* **Saved data entries**

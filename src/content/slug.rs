use sqlx::SqlitePool;
use unicode_normalization::UnicodeNormalization;

pub const MAX_SLUG_SUFFIX: u32 = 10;

/// Tables whose rows carry a unique `slug` column.
#[derive(Debug, Clone, Copy, PartialEq, Eq)]
pub enum SlugTable {
    Posts,
    Categories,
    Tags,
    Projects,
}

impl SlugTable {
    pub(crate) fn table_name(self) -> &'static str {
        match self {
            Self::Posts => "blog_posts",
            Self::Categories => "blog_categories",
            Self::Tags => "blog_tags",
            Self::Projects => "research_projects",
        }
    }

    fn fallback(self) -> &'static str {
        match self {
            Self::Posts => "post",
            _ => "item",
        }
    }
}

/// URL slug: ASCII-folded, lowercase, words joined by single hyphens.
pub fn slugify(input: &str) -> String {
    let folded: String = input
        .nfkd()
        .filter(|ch| ch.is_ascii())
        .filter(|ch| ch.is_ascii_alphanumeric() || *ch == '_' || *ch == '-' || ch.is_whitespace())
        .collect::<String>()
        .to_lowercase();

    let mut slug = String::with_capacity(folded.len());
    let mut pending_dash = false;
    for ch in folded.trim().chars() {
        if ch == '-' || ch.is_whitespace() {
            pending_dash = true;
            continue;
        }
        if pending_dash {
            slug.push('-');
            pending_dash = false;
        }
        slug.push(ch);
    }

    slug.trim_matches(|ch| ch == '-' || ch == '_').to_string()
}

pub async fn slug_exists(
    pool: &SqlitePool,
    table: SlugTable,
    slug: &str,
    exclude_id: Option<i64>,
) -> Result<bool, sqlx::Error> {
    let sql = format!(
        "SELECT COUNT(*) FROM {} WHERE slug = ? AND id != ?",
        table.table_name()
    );
    let (count,): (i64,) = sqlx::query_as(&sql)
        .bind(slug)
        .bind(exclude_id.unwrap_or(-1))
        .fetch_one(pool)
        .await?;
    Ok(count > 0)
}

/// First free slug among `base`, `base-1` .. `base-10`. `None` once every candidate is taken.
pub async fn unique_slug(
    pool: &SqlitePool,
    table: SlugTable,
    base: &str,
    exclude_id: Option<i64>,
) -> Result<Option<String>, sqlx::Error> {
    let base = if base.is_empty() {
        table.fallback().to_string()
    } else {
        base.to_string()
    };

    if !slug_exists(pool, table, &base, exclude_id).await? {
        return Ok(Some(base));
    }

    for suffix in 1..=MAX_SLUG_SUFFIX {
        let candidate = format!("{}-{}", base, suffix);
        if !slug_exists(pool, table, &candidate, exclude_id).await? {
            return Ok(Some(candidate));
        }
    }

    tracing::warn!(
        table = table.table_name(),
        base = %base,
        "No free slug after {} suffixes",
        MAX_SLUG_SUFFIX
    );
    Ok(None)
}
//! Per-guild inactivity watchdog.
//!
//! Arming spawns a ticker that posts an `IdleCheck` into the guild's mailbox
//! every poll interval until the idle timeout has elapsed. The ticker never
//! looks at session state itself: the session re-validates on every tick and
//! only the tick flagged `expired` may disconnect. Each arm gets a new
//! generation, so ticks from a superseded or cancelled arm are ignored even if
//! they were already queued.

use std::time::Duration;

use tokio::sync::mpsc;
use tokio::task::JoinHandle;
use tokio::time::{Instant, MissedTickBehavior};
use tracing::debug;

use super::session_actor::SessionCommand;

#[derive(Debug, Clone, Copy, PartialEq, Eq)]
pub struct IdleSettings {
    pub timeout: Duration,
    pub poll_interval: Duration,
}

impl Default for IdleSettings {
    fn default() -> Self {
        Self {
            timeout: Duration::from_secs(5 * 60),
            poll_interval: Duration::from_secs(30),
        }
    }
}

#[derive(Debug)]
pub struct InactivityWatchdog {
    settings: IdleSettings,
    generation: u64,
    ticker: Option<JoinHandle<()>>,
}

impl InactivityWatchdog {
    pub fn new(settings: IdleSettings) -> Self {
        Self {
            settings,
            generation: 0,
            ticker: None,
        }
    }

    pub fn settings(&self) -> IdleSettings {
        self.settings
    }

    pub fn is_armed(&self) -> bool {
        self.ticker.is_some()
    }

    /// Whether a tick with `generation` belongs to the live arm.
    pub fn is_current(&self, generation: u64) -> bool {
        self.is_armed() && generation == self.generation
    }

    /// Starts a fresh countdown, superseding any previous one.
    pub(crate) fn arm(&mut self, mailbox: mpsc::UnboundedSender<SessionCommand>) -> u64 {
        self.disarm();
        self.generation += 1;

        let generation = self.generation;
        let settings = self.settings;
        self.ticker = Some(tokio::spawn(tick(generation, settings, mailbox)));
        generation
    }

    /// Cancels the pending countdown. Returns whether one was running.
    pub fn disarm(&mut self) -> bool {
        match self.ticker.take() {
            Some(ticker) => {
                ticker.abort();
                debug!("Inactivity watchdog generation {} cancelled", self.generation);
                true
            }
            None => false,
        }
    }
}

impl Drop for InactivityWatchdog {
    fn drop(&mut self) {
        if let Some(ticker) = self.ticker.take() {
            ticker.abort();
        }
    }
}

async fn tick(generation: u64, settings: IdleSettings, mailbox: mpsc::UnboundedSender<SessionCommand>) {
    let start = Instant::now();
    let deadline = start + settings.timeout;
    let mut interval = tokio::time::interval_at(start + settings.poll_interval, settings.poll_interval);
    interval.set_missed_tick_behavior(MissedTickBehavior::Delay);

    loop {
        let now = interval.tick().await;
        let expired = now >= deadline;

        if mailbox
            .send(SessionCommand::IdleCheck { generation, expired })
            .is_err()
            || expired
        {
            break;
        }
    }
}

* **Task requirements**
The response must consist solely of the lines from the first line of the entries through the line containing "by single hyphens.", repeated exactly.

* **Exercise response**
filename src/content/slug.rs
use sqlx::SqlitePool;
use unicode_normalization::UnicodeNormalization;

pub const MAX_SLUG_SUFFIX: u32 = 10;

/// Tables whose rows carry a unique `slug` column.
#[derive(Debug, Clone, Copy, PartialEq, Eq)]
pub enum SlugTable {
    Posts,
    Categories,
    Tags,
    Projects,
}

impl SlugTable {
    pub(crate) fn table_name(self) -> &'static str {
        match self {
            Self::Posts => "blog_posts",
            Self::Categories => "blog_categories",
            Self::Tags => "blog_tags",
            Self::Projects => "research_projects",
        }
    }

    fn fallback(self) -> &'static str {
        match self {
            Self::Posts => "post",
            _ => "item",
        }
    }
}

/// URL slug: ASCII-folded, lowercase, words joined by single hyphens.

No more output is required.